Exercise directions >>
Give back exactly the lines of the data below, starting with the line that has "let name = nodes[0].name.clone();" and going on through the line that has "quantizer right after".

Information provided >>

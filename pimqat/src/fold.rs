//! Folds `Conv, BatchNorm, ReLU` and `Conv, BatchNorm` runs into fused nodes, then groups the
//! nodes sharing a crossbar into PIM units.
use anyhow::{Context, Result};
use itertools::Itertools;
use serde::Serialize;
use tracing::{debug, info};

use crate::{
    hardware::PimUnit,
    layers::{
        Layer,
        fused::{FusedConvBn, FusedConvBnRelu},
    },
    model::{Module, Network, Node, NodeId},
};

#[derive(Debug, Clone, Serialize)]
pub struct FusedEntry {
    pub name: String,
    pub kind: &'static str,
    pub node: NodeId,
}

#[derive(Debug, Clone, Default, Serialize)]
pub struct FoldReport {
    pub fused: Vec<FusedEntry>,
    pub units: usize,
}

#[derive(Clone, Copy, PartialEq, Eq)]
enum Tag {
    Conv,
    BatchNorm,
    Relu,
    Other,
}

/// Folds the whole network and creates its PIM units.
pub fn fold_network(network: &mut Network) -> Result<FoldReport> {
    let mut report = FoldReport::default();
    let root = network.take_root();
    let root = fold_module(network, root, &mut report)?;
    network.set_root(root);
    report.units = init_pim_units(network)?;
    info!(
        "folded {} conv/bn groups, created {} PIM units",
        report.fused.len(),
        report.units
    );
    Ok(report)
}

fn fold_module(network: &mut Network, module: Module, report: &mut FoldReport) -> Result<Module> {
    match module {
        Module::Layer(_) => Ok(module),
        Module::Sequential(children) => {
            Ok(Module::Sequential(fold_sequence(network, children, report)?))
        }
        Module::Residual(mut block) => {
            block.main = fold_module(network, block.main, report)?;
            block.shortcut = block
                .shortcut
                .map(|s| fold_module(network, s, report))
                .transpose()?;
            Ok(Module::Residual(block))
        }
    }
}

fn tag(network: &Network, module: &Module) -> Result<Tag> {
    let Module::Layer(id) = module else {
        return Ok(Tag::Other);
    };
    Ok(match network.node(*id)?.layer {
        Layer::Conv(_) => Tag::Conv,
        Layer::BatchNorm(_) => Tag::BatchNorm,
        Layer::Relu(_) => Tag::Relu,
        _ => Tag::Other,
    })
}

fn fold_sequence(
    network: &mut Network,
    children: Vec<Module>,
    report: &mut FoldReport,
) -> Result<Vec<Module>> {
    let children = children
        .into_iter()
        .map(|c| fold_module(network, c, report))
        .collect::<Result<Vec<_>>>()?;
    let tags = children
        .iter()
        .map(|c| tag(network, c))
        .collect::<Result<Vec<_>>>()?;
    let ids: Vec<Option<NodeId>> = children
        .iter()
        .map(|c| match c {
            Module::Layer(id) => Some(*id),
            _ => None,
        })
        .collect();

    let mut folded = Vec::with_capacity(children.len());
    let mut children = children.into_iter().map(Some).collect_vec();
    let mut i = 0;
    while i < children.len() {
        let window = &tags[i..tags.len().min(i + 3)];
        let run = match window {
            [Tag::Conv, Tag::BatchNorm, Tag::Relu] => 3,
            [Tag::Conv, Tag::BatchNorm, ..] => 2,
            _ => 0,
        };
        if run == 0 {
            if let Some(child) = children[i].take() {
                folded.push(child);
            }
            i += 1;
            continue;
        }
        let parts = ids[i..i + run].iter().flatten().copied().collect_vec();
        let fused = fuse(network, &parts, report)?;
        folded.push(Module::Layer(fused));
        i += run;
    }
    Ok(folded)
}

/// Replaces `parts` (conv, bn and optionally relu) by one fused node named after the conv.
fn fuse(network: &mut Network, parts: &[NodeId], report: &mut FoldReport) -> Result<NodeId> {
    let nodes = parts
        .iter()
        .map(|id| network.take_node(*id))
        .collect::<Result<Vec<_>, _>>()?;
    let name = nodes[0].name.clone();
    let mut layers = nodes.into_iter().map(|n| n.layer);
    let (conv, bn) = match (layers.next(), layers.next()) {
        (Some(conv), Some(bn)) => (conv, bn),
        _ => anyhow::bail!("{}: a fusion needs at least a conv and a batch norm", name),
    };
    let layer = match layers.next() {
        Some(relu) => Layer::FusedConvBnRelu(
            FusedConvBnRelu::from_parts(conv, bn, relu, network.thresholds_mut(), &name)
                .context("fusing conv, batch norm and relu")?,
        ),
        None => Layer::FusedConvBn(
            FusedConvBn::from_parts(conv, bn, network.thresholds_mut(), &name)
                .context("fusing conv and batch norm")?,
        ),
    };
    let kind = layer.kind();
    let fused = network.push_node(Node::new(name.clone(), layer));
    network.predecessors_mut().redirect(parts, fused);
    debug!("fold {} -> {} {}", name, kind, fused);
    report.fused.push(FusedEntry {
        name,
        kind,
        node: fused,
    });
    Ok(fused)
}

/// Creates one PIM unit per group of nodes sharing a crossbar, for the nodes registered in the
/// predecessor map. A fused conv-bn-relu owns its unit; a ReLU or share quantizer right after
/// a bare crossbar (conv, linear, fused conv-bn) shares one with it; any other ReLU or share
/// quantizer only quantizes its activation. Returns the number of units.
pub fn init_pim_units(network: &mut Network) -> Result<usize> {
    network.clear_units();
    for id in network.visit_order() {
        if !network.predecessors().contains(id) {
            continue;
        }
        let node = network.node(id)?;
        let (unit, partner) = match &node.layer {
            Layer::FusedConvBnRelu(fused) => {
                let weighted = node.layer.as_weighted().context("fused node without weights")?;
                (
                    PimUnit::with_weights(
                        fused.acti_t,
                        weighted.weight_threshold(),
                        weighted.bias_threshold(),
                    ),
                    None,
                )
            }
            Layer::Relu(_) | Layer::ShareQuant(_) => {
                let acti = node
                    .layer
                    .as_activation()
                    .context("activation node without threshold")?
                    .acti_threshold();
                let crossbar = match network.predecessors().predecessor_node(id) {
                    Some(p) if network.node(p)?.layer.is_bare_crossbar() => Some(p),
                    _ => None,
                };
                match crossbar {
                    Some(p) => {
                        let weighted = network
                            .node(p)?
                            .layer
                            .as_weighted()
                            .context("crossbar node without weights")?;
                        (
                            PimUnit::with_weights(
                                acti,
                                weighted.weight_threshold(),
                                weighted.bias_threshold(),
                            ),
                            Some(p),
                        )
                    }
                    None => (PimUnit::activation_only(acti), None),
                }
            }
            _ => continue,
        };
        let name = node.name.clone();
        let unit_id = network.add_unit(unit);
        network.attach_unit(id, unit_id)?;
        if let Some(p) = partner {
            network.attach_unit(p, unit_id)?;
            debug!("unit {} shared by {} and {}", unit_id, name, network.node(p)?.name);
        } else {
            debug!("unit {} owned by {}", unit_id, name);
        }
    }
    Ok(network.units().len())
}

#[cfg(test)]
mod tests {
    use super::*;
    use crate::{
        hardware::{PimContext, QuantPhase},
        model::{
            NetworkBuilder, Predecessor,
            zoo::{Family, ZooConfig, build_network},
        },
        tensor::Tensor,
        testing::small_chain,
    };

    #[test]
    fn test_conv_bn_relu_folds_into_one_node() {
        let mut net = small_chain(0);
        let conv0 = net.find(".features.0").unwrap();
        let next_conv = net.find(".features.3").unwrap();
        let report = fold_network(&mut net).unwrap();
        assert_eq!(report.fused.len(), 2);
        assert!(net.node(conv0).is_err(), "replaced slots are vacated");

        let fused0 = report.fused[0].node;
        assert!(matches!(
            net.node(fused0).unwrap().layer,
            Layer::FusedConvBnRelu(_)
        ));
        assert_eq!(net.predecessors().get(fused0), Some(Predecessor::Input));
        // the second conv pointed at the first ReLU, now at the fused node
        let fused1 = report.fused[1].node;
        assert_eq!(
            net.predecessors().get(fused1),
            Some(Predecessor::Node(fused0))
        );
        assert!(net.node(next_conv).is_err());
    }

    #[test]
    fn test_conv_relu_stays_unfused() {
        let mut b = NetworkBuilder::new(0);
        let conv = b.conv(".c", 3, 4, 3, 1, 1, true).unwrap();
        let relu = b.relu(".r");
        b.register(conv, Predecessor::Input);
        b.register(relu, Predecessor::Node(conv));
        let mut net = b
            .build(Module::Sequential(vec![Module::Layer(conv), Module::Layer(relu)]))
            .unwrap();
        let report = fold_network(&mut net).unwrap();
        assert!(report.fused.is_empty());
        // the relu shares its unit with the bare conv
        assert_eq!(report.units, 1);
        assert_eq!(net.node(conv).unwrap().unit, net.node(relu).unwrap().unit);
    }

    #[test]
    fn test_trailing_conv_is_not_folded() {
        let mut b = NetworkBuilder::new(0);
        let bn = b.batch_norm(".bn", 3).unwrap();
        let conv = b.conv(".c", 3, 4, 1, 1, 0, true).unwrap();
        let mut net = b
            .build(Module::Sequential(vec![Module::Layer(bn), Module::Layer(conv)]))
            .unwrap();
        assert!(fold_network(&mut net).unwrap().fused.is_empty());
    }

    #[test]
    fn test_units_follow_coupling() {
        let mut net = build_network(&ZooConfig {
            width_divisor: 16,
            ..ZooConfig::new(Family::ResNet18)
        })
        .unwrap();
        fold_network(&mut net).unwrap();
        let id = |name: &str| net.find(name).unwrap();

        // conv2 + bn2 became a fused conv-bn sharing its unit with share2
        let cb = id(".layer1.0.conv2");
        assert!(matches!(net.node(cb).unwrap().layer, Layer::FusedConvBn(_)));
        let share2 = net.node(id(".layer1.0.share2")).unwrap();
        assert_eq!(share2.unit, net.node(cb).unwrap().unit);
        assert!(net.unit_of(cb).unwrap().unwrap().weight.is_some());

        // share1 without downsample and the post relu quantize their activation only
        let share1 = net.unit_of(id(".layer1.0.share1")).unwrap().unwrap();
        assert!(share1.weight.is_none());
        let post = net.unit_of(id(".layer1.0.relu_post")).unwrap().unwrap();
        assert!(post.weight.is_none());

        // downsample conv-bn shares with share1 of the first block of layer2
        let ds = id(".layer2.0.downsample.0");
        assert_eq!(
            net.node(ds).unwrap().unit,
            net.node(id(".layer2.0.share1")).unwrap().unit
        );
        // the float fc gets nothing of its own
        assert!(net.node(id(".fc")).unwrap().unit.is_none());
    }

    #[test]
    fn test_folded_network_still_runs() {
        let mut net = build_network(&ZooConfig {
            width_divisor: 16,
            ..ZooConfig::new(Family::Vgg11)
        })
        .unwrap();
        let input = Tensor::random_seed(vec![1, 3, 32, 32], 8);
        let ctx = PimContext::default();
        let before = net.forward(&ctx, &input).unwrap();
        fold_network(&mut net).unwrap();
        let after = net.forward(&ctx, &input).unwrap();
        assert_eq!(before, after);

        let ctx = ctx.with_phase(QuantPhase::BaselineTrain);
        assert!(net.forward(&ctx, &input).is_ok());
    }
}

Task solution >>
    let name = nodes[0].name.clone();
    let mut layers = nodes.into_iter().map(|n| n.layer);
    let (conv, bn) = match (layers.next(), layers.next()) {
        (Some(conv), Some(bn)) => (conv, bn),
        _ => anyhow::bail!("{}: a fusion needs at least a conv and a batch norm", name),
    };
    let layer = match layers.next() {
        Some(relu) => Layer::FusedConvBnRelu(
            FusedConvBnRelu::from_parts(conv, bn, relu, network.thresholds_mut(), &name)
                .context("fusing conv, batch norm and relu")?,
        ),
        None => Layer::FusedConvBn(
            FusedConvBn::from_parts(conv, bn, network.thresholds_mut(), &name)
                .context("fusing conv and batch norm")?,
        ),
    };
    let kind = layer.kind();
    let fused = network.push_node(Node::new(name.clone(), layer));
    network.predecessors_mut().redirect(parts, fused);
    debug!("fold {} -> {} {}", name, kind, fused);
    report.fused.push(FusedEntry {
        name,
        kind,
        node: fused,
    });
    Ok(fused)
}

/// Creates one PIM unit per group of nodes sharing a crossbar, for the nodes registered in the
/// predecessor map. A fused conv-bn-relu owns its unit; a ReLU or share quantizer right after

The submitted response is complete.